===== DATA EXCERPTS

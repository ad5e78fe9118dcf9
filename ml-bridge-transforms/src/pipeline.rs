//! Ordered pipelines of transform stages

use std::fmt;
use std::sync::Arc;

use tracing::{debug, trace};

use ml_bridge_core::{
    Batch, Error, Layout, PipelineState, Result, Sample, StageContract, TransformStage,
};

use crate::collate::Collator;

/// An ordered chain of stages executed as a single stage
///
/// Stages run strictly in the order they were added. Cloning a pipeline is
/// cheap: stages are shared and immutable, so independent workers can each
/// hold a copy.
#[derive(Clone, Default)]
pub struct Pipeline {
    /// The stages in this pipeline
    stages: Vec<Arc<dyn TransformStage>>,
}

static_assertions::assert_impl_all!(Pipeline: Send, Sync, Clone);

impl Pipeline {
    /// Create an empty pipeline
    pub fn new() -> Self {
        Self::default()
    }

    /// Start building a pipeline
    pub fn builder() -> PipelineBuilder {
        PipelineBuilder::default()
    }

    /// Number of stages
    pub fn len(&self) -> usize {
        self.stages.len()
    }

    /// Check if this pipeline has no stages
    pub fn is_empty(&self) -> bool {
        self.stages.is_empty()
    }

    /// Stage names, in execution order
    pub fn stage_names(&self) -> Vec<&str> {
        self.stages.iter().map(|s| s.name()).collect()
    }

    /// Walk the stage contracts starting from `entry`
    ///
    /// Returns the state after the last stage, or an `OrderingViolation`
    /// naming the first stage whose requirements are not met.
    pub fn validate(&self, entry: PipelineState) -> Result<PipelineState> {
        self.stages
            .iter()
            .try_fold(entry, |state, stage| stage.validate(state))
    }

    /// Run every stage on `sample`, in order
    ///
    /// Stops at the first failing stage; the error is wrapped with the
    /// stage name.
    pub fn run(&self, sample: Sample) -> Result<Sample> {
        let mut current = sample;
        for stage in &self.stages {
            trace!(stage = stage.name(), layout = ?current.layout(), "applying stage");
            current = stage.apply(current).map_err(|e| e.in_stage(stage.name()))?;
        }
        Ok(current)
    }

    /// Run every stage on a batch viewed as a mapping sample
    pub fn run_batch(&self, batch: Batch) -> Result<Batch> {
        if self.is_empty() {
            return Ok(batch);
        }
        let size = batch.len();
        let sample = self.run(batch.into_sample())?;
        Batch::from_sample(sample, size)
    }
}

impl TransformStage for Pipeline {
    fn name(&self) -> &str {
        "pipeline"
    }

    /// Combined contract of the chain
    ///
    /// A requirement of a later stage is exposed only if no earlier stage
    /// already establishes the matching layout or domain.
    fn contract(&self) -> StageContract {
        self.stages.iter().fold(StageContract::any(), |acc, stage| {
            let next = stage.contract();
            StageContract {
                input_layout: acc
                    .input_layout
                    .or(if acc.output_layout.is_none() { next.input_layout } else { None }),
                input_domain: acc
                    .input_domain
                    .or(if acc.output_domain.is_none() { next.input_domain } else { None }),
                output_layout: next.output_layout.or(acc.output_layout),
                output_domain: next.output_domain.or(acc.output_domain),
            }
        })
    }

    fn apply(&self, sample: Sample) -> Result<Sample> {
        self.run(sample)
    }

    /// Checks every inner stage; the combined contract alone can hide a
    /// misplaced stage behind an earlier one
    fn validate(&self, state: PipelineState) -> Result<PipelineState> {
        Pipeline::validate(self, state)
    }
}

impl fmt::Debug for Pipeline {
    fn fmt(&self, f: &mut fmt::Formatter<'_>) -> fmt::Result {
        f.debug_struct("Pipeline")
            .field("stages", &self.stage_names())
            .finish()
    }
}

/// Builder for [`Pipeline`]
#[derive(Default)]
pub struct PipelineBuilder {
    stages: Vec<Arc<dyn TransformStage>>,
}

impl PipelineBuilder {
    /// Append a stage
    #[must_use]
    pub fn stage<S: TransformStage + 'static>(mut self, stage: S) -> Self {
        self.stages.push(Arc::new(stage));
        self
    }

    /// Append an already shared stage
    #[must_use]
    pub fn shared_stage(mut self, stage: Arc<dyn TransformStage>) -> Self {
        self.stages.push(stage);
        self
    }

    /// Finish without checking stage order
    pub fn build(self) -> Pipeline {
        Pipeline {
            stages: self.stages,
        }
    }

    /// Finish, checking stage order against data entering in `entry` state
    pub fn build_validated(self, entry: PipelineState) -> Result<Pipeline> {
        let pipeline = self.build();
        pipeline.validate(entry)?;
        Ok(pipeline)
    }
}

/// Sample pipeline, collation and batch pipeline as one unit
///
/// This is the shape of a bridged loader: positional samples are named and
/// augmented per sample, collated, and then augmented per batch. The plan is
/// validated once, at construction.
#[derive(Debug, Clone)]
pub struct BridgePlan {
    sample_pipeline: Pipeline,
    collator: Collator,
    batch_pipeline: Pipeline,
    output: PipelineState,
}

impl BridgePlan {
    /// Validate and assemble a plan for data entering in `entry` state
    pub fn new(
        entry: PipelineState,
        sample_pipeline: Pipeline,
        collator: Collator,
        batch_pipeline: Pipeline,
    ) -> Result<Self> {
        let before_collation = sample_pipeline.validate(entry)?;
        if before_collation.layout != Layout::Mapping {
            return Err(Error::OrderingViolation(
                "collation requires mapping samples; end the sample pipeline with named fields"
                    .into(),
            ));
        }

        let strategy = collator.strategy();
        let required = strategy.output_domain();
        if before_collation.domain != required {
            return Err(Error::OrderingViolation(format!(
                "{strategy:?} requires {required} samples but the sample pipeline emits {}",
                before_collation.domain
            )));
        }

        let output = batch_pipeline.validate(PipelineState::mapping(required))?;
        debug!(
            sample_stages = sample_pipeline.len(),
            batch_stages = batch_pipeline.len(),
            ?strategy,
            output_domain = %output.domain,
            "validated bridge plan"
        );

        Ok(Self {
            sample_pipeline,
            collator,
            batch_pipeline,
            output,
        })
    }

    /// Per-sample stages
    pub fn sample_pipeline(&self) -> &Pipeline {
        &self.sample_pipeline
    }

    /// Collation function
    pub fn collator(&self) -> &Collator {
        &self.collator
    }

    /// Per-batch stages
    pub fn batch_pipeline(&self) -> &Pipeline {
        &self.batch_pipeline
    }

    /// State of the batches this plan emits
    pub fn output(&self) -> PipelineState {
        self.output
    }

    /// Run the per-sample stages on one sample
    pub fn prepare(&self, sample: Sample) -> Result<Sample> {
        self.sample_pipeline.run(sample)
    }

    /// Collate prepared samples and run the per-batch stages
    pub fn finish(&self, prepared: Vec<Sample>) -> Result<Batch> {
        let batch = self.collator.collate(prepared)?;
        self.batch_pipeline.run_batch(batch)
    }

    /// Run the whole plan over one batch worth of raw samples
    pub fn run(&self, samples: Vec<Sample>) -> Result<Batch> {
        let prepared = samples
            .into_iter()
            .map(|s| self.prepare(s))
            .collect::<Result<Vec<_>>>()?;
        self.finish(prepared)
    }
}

==========

WHAT IS EXPECTED >> Scan the listing above and copy all lines containing the word "named".

THE COMPLETED TASK >>
/// This is the shape of a bridged loader: positional samples are named and
                "collation requires mapping samples; end the sample pipeline with named fields"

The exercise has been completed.